DIRECTIONS FOR THIS TASK => If a line in the records below holds the word "types", copy it.

PROVIDED MATERIAL =>

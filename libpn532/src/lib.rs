// libpn532-rs/libpn532/src/lib.rs

//! libpn532
//!
//! Pure Rust host driver for NXP PN532 NFC controllers over HSU (serial).
//! Covers the link framing and ACK handshake, register and RF
//! configuration with write-elision caches, raw exchanges with host-set
//! modulation, and Type A / Type B target discovery.
#![warn(missing_docs)]

pub mod backend;
pub mod card;
pub mod config;
pub mod constants;
pub mod device;
pub mod error;
pub mod prelude;
pub mod protocol;
pub mod test_support;
pub mod transport;
pub mod types;
pub mod utils;

// Re-export common types at crate root so `crate::Error`, `crate::Result`,
// and the target types are available for consumers and for convenient
// `prelude` re-exports.
pub use crate::error::*;
pub use crate::types::*;

pub use prelude::*;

EXPECTED ANSWER =>
pub mod types;
// Re-export common types at crate root so `crate::Error`, `crate::Result`,
// and the target types are available for consumers and for convenient
pub use crate::types::*;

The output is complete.